■ Problem statement: From top to bottom, restate the entries below word for word.

■ The data:
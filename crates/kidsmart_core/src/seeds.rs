//! crates/kidsmart_core/src/seeds.rs
//!
//! Built-in content shipped with the app: template stories merged into the
//! teacher library on first load, and fallback kid-zone bookmarks.

use crate::domain::{ExternalLink, ImageRef, LinkKind, Story, StoryPage};

fn seeded_page(text: &str, seed: &str, image: &str) -> StoryPage {
    StoryPage {
        narrative_text: text.to_string(),
        image_prompt_seed: seed.to_string(),
        image_ref: Some(ImageRef::url(image)),
        speech_audio_ref: None,
    }
}

pub fn default_teacher_stories() -> Vec<Story> {
    vec![
        Story {
            id: "seed_story_squirrels_sharing".to_string(),
            title: "Hai Bạn Sóc Và Quả Hạt Cuối Cùng".to_string(),
            pages: vec![
                seeded_page(
                    "Một buổi sáng nắng đẹp trong rừng, Sóc Nâu và Sóc Cam cùng nhau đi tìm hạt dẻ. Hai bạn chạy nhảy khắp nơi, nhặt được thật nhiều hạt. Khi nhìn lại giỏ, cả hai phát hiện chỉ còn một quả hạt cuối cùng.",
                    "Two cute squirrels brown and orange looking at the last chestnut in the forest cartoon",
                    "https://res.cloudinary.com/dejnvixvn/image/upload/v1764816519/Whisk_640185ebdc094859322492fdb03a7169dr_stoylu.jpg",
                ),
                seeded_page(
                    "Sóc Nâu và Sóc Cam đều thích quả hạt cuối cùng ấy. Cả hai nhìn nhau, ai cũng muốn nhưng lại sợ bạn buồn. Không khí trở nên im lặng khi cả hai cố suy nghĩ phải làm sao.",
                    "Two squirrels looking at each other hesitating over a nut cartoon",
                    "https://res.cloudinary.com/dejnvixvn/image/upload/v1764816519/3_xqgeof.jpg",
                ),
                seeded_page(
                    "Sóc Cam bỗng nảy ra một ý: “Hay chúng mình chia đôi nhé! Như vậy cả hai đều được ăn và vẫn vui.” Sóc Nâu lập tức gật đầu đồng ý, cảm thấy lòng nhẹ nhõm.",
                    "One squirrel having an idea to share the nut happy face cartoon",
                    "https://res.cloudinary.com/dejnvixvn/image/upload/v1764816519/Whisk_f2e5eb2527ccec1905045c893d4365e6dr_pm9wsd.jpg",
                ),
                seeded_page(
                    "Hai bạn cùng cắt đôi quả hạt và thưởng thức. Khi chia sẻ, cả hai cảm thấy vui hơn rất nhiều so với việc giữ riêng. Từ hôm đó, Sóc Nâu và Sóc Cam luôn nhớ: Chia sẻ giúp tình bạn thêm gắn bó.",
                    "Two squirrels eating shared nut happily together friendship cartoon",
                    "https://res.cloudinary.com/dejnvixvn/image/upload/v1764816519/Whisk_5334313e46be271a5d8453f4a4b3f067dr_p0b05p.jpg",
                ),
            ],
        },
        Story {
            id: "seed_story_bear_hygiene".to_string(),
            title: "Gấu Bé Học Giữ Gìn Vệ Sinh".to_string(),
            pages: vec![
                seeded_page(
                    "Một buổi chiều, Gấu Bé đang chơi ngoài sân vườn. Bạn ấy đào đất, nghịch cát và làm đôi bàn tay lấm lem. Đúng lúc đó, mẹ gọi vào ăn bánh mật ong thơm phức.",
                    "Cute little bear playing with mud in garden dirty hands cartoon",
                    "https://res.cloudinary.com/dejnvixvn/image/upload/v1764816952/Whisk_fba204fa94692b5ae44463f5565d0853dr_j8qmdh.jpg",
                ),
                seeded_page(
                    "Gấu Bé chạy vào nhà, ngồi ngay vào bàn và đưa tay chuẩn bị cầm bánh. Mẹ Gấu trông thấy đôi bàn tay bám đầy đất và nhẹ nhàng nói:\n“Gấu Bé ơi, con phải rửa tay trước khi ăn nhé!”",
                    "Mother bear telling little bear to wash dirty hands before eating cartoon",
                    "https://res.cloudinary.com/dejnvixvn/image/upload/v1764816951/Whisk_a0fb6f3c0b97d5c8971444b2eddff631dr_zwaatw.jpg",
                ),
                seeded_page(
                    "Mẹ dẫn Gấu Bé đến bồn rửa tay. Bà chỉ cho bạn cách mở vòi nước, xoa xà phòng, kỳ giữa các ngón tay và rửa thật sạch. Những bọt xà phòng bay lên lung linh khiến Gấu Bé rất thích thú.",
                    "Little bear washing hands with soap bubbles mother bear watching cartoon",
                    "https://res.cloudinary.com/dejnvixvn/image/upload/v1764816951/Whisk_cb610c28fc2c139bee74e6ae0d44cac3dr_pwhoqu.jpg",
                ),
                seeded_page(
                    "Rửa tay xong, Gấu Bé trở lại bàn ăn. Bạn ấy cầm chiếc bánh mật ong và cắn một miếng thật ngon. Gấu Bé cười tít mắt:\n“Rửa tay sạch xong ăn ngon hơn nhiều!”",
                    "Happy little bear eating honey cake with clean hands cartoon",
                    "https://res.cloudinary.com/dejnvixvn/image/upload/v1764816951/Whisk_0da0b9b1b2831b78ea44dc8c5ee8c0dadr_p0bdgj.jpg",
                ),
            ],
        },
    ]
}

fn default_link(id: &str, title: &str, url: &str, color: &str) -> ExternalLink {
    ExternalLink {
        id: id.to_string(),
        title: title.to_string(),
        url: url.to_string(),
        display_color: color.to_string(),
        originates_from_feed: false,
    }
}

/// Bookmarks shown when nothing is stored locally and no feed is configured.
pub fn default_links(kind: LinkKind) -> Vec<ExternalLink> {
    match kind {
        LinkKind::Story => vec![
            default_link(
                "default_1",
                "Thỏ và Rùa - Truyện Cổ Tích",
                "https://www.youtube.com/watch?v=kYsJ9TqS4Ag",
                "candy-pink",
            ),
            default_link(
                "default_2",
                "Sự Tích Cây Vú Sữa",
                "https://www.youtube.com/watch?v=Xv7_sM8k4gE",
                "candy-aqua",
            ),
        ],
        LinkKind::Game => vec![
            default_link(
                "game_1",
                "Học Đếm Số Cùng Gấu",
                "https://poki.com/en/g/counting-squirrel",
                "candy-mint",
            ),
            default_link(
                "game_2",
                "Tô Màu Công Chúa",
                "https://poki.com/en/g/coloring-book",
                "candy-sky",
            ),
            default_link(
                "game_3",
                "Ghép Hình Động Vật",
                "https://poki.com/en/g/funny-puzzle",
                "candy-lemon",
            ),
        ],
    }
}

■ Answer to this exercise:
filename crates/kidsmart_core/src/seeds.rs
//! crates/kidsmart_core/src/seeds.rs
//!
//! Built-in content shipped with the app: template stories merged into the
//! teacher library on first load, and fallback kid-zone bookmarks.

use crate::domain::{ExternalLink, ImageRef, LinkKind, Story, StoryPage};

fn seeded_page(text: &str, seed: &str, image: &str) -> StoryPage {
    StoryPage {
        narrative_text: text.to_string(),
        image_prompt_seed: seed.to_string(),
        image_ref: Some(ImageRef::url(image)),
        speech_audio_ref: None,
    }
}

pub fn default_teacher_stories() -> Vec<Story> {
    vec![
        Story {
            id: "seed_story_squirrels_sharing".to_string(),
            title: "Hai Bạn Sóc Và Quả Hạt Cuối Cùng".to_string(),
            pages: vec![
                seeded_page(
                    "Một buổi sáng nắng đẹp trong rừng, Sóc Nâu và Sóc Cam cùng nhau đi tìm hạt dẻ. Hai bạn chạy nhảy khắp nơi, nhặt được thật nhiều hạt. Khi nhìn lại giỏ, cả hai phát hiện chỉ còn một quả hạt cuối cùng.",
                    "Two cute squirrels brown and orange looking at the last chestnut in the forest cartoon",
                    "https://res.cloudinary.com/dejnvixvn/image/upload/v1764816519/Whisk_640185ebdc094859322492fdb03a7169dr_stoylu.jpg",
                ),
                seeded_page(
                    "Sóc Nâu và Sóc Cam đều thích quả hạt cuối cùng ấy. Cả hai nhìn nhau, ai cũng muốn nhưng lại sợ bạn buồn. Không khí trở nên im lặng khi cả hai cố suy nghĩ phải làm sao.",
                    "Two squirrels looking at each other hesitating over a nut cartoon",
                    "https://res.cloudinary.com/dejnvixvn/image/upload/v1764816519/3_xqgeof.jpg",
                ),
                seeded_page(
                    "Sóc Cam bỗng nảy ra một ý: “Hay chúng mình chia đôi nhé! Như vậy cả hai đều được ăn và vẫn vui.” Sóc Nâu lập tức gật đầu đồng ý, cảm thấy lòng nhẹ nhõm.",
                    "One squirrel having an idea to share the nut happy face cartoon",
                    "https://res.cloudinary.com/dejnvixvn/image/upload/v1764816519/Whisk_f2e5eb2527ccec1905045c893d4365e6dr_pm9wsd.jpg",
                ),
                seeded_page(
                    "Hai bạn cùng cắt đôi quả hạt và thưởng thức. Khi chia sẻ, cả hai cảm thấy vui hơn rất nhiều so với việc giữ riêng. Từ hôm đó, Sóc Nâu và Sóc Cam luôn nhớ: Chia sẻ giúp tình bạn thêm gắn bó.",
                    "Two squirrels eating shared nut happily together friendship cartoon",
                    "https://res.cloudinary.com/dejnvixvn/image/upload/v1764816519/Whisk_5334313e46be271a5d8453f4a4b3f067dr_p0b05p.jpg",
                ),
            ],
        },
        Story {
            id: "seed_story_bear_hygiene".to_string(),
            title: "Gấu Bé Học Giữ Gìn Vệ Sinh".to_string(),
            pages: vec![
                seeded_page(
                    "Một buổi chiều, Gấu Bé đang chơi ngoài sân vườn. Bạn ấy đào đất, nghịch cát và làm đôi bàn tay lấm lem. Đúng lúc đó, mẹ gọi vào ăn bánh mật ong thơm phức.",
                    "Cute little bear playing with mud in garden dirty hands cartoon",
                    "https://res.cloudinary.com/dejnvixvn/image/upload/v1764816952/Whisk_fba204fa94692b5ae44463f5565d0853dr_j8qmdh.jpg",
                ),
                seeded_page(
                    "Gấu Bé chạy vào nhà, ngồi ngay vào bàn và đưa tay chuẩn bị cầm bánh. Mẹ Gấu trông thấy đôi bàn tay bám đầy đất và nhẹ nhàng nói:\n“Gấu Bé ơi, con phải rửa tay trước khi ăn nhé!”",
                    "Mother bear telling little bear to wash dirty hands before eating cartoon",
                    "https://res.cloudinary.com/dejnvixvn/image/upload/v1764816951/Whisk_a0fb6f3c0b97d5c8971444b2eddff631dr_zwaatw.jpg",
                ),
                seeded_page(
                    "Mẹ dẫn Gấu Bé đến bồn rửa tay. Bà chỉ cho bạn cách mở vòi nước, xoa xà phòng, kỳ giữa các ngón tay và rửa thật sạch. Những bọt xà phòng bay lên lung linh khiến Gấu Bé rất thích thú.",
                    "Little bear washing hands with soap bubbles mother bear watching cartoon",
                    "https://res.cloudinary.com/dejnvixvn/image/upload/v1764816951/Whisk_cb610c28fc2c139bee74e6ae0d44cac3dr_pwhoqu.jpg",
                ),
                seeded_page(
                    "Rửa tay xong, Gấu Bé trở lại bàn ăn. Bạn ấy cầm chiếc bánh mật ong và cắn một miếng thật ngon. Gấu Bé cười tít mắt:\n“Rửa tay sạch xong ăn ngon hơn nhiều!”",
                    "Happy little bear eating honey cake with clean hands cartoon",
                    "https://res.cloudinary.com/dejnvixvn/image/upload/v1764816951/Whisk_0da0b9b1b2831b78ea44dc8c5ee8c0dadr_p0bdgj.jpg",
                ),
            ],
        },
    ]
}

fn default_link(id: &str, title: &str, url: &str, color: &str) -> ExternalLink {
    ExternalLink {
        id: id.to_string(),
        title: title.to_string(),
        url: url.to_string(),
        display_color: color.to_string(),
        originates_from_feed: false,
    }
}

/// Bookmarks shown when nothing is stored locally and no feed is configured.
pub fn default_links(kind: LinkKind) -> Vec<ExternalLink> {
    match kind {
        LinkKind::Story => vec![
            default_link(
                "default_1",
                "Thỏ và Rùa - Truyện Cổ Tích",
                "https://www.youtube.com/watch?v=kYsJ9TqS4Ag",
                "candy-pink",
            ),
            default_link(
                "default_2",
                "Sự Tích Cây Vú Sữa",
                "https://www.youtube.com/watch?v=Xv7_sM8k4gE",
                "candy-aqua",
            ),
        ],
        LinkKind::Game => vec![
            default_link(
                "game_1",
                "Học Đếm Số Cùng Gấu",
                "https://poki.com/en/g/counting-squirrel",
                "candy-mint",
            ),
            default_link(
                "game_2",
                "Tô Màu Công Chúa",
                "https://poki.com/en/g/coloring-book",
                "candy-sky",
            ),
            default_link(
                "game_3",
                "Ghép Hình Động Vật",
                "https://poki.com/en/g/funny-puzzle",
                "candy-lemon",
            ),
        ],
    }
}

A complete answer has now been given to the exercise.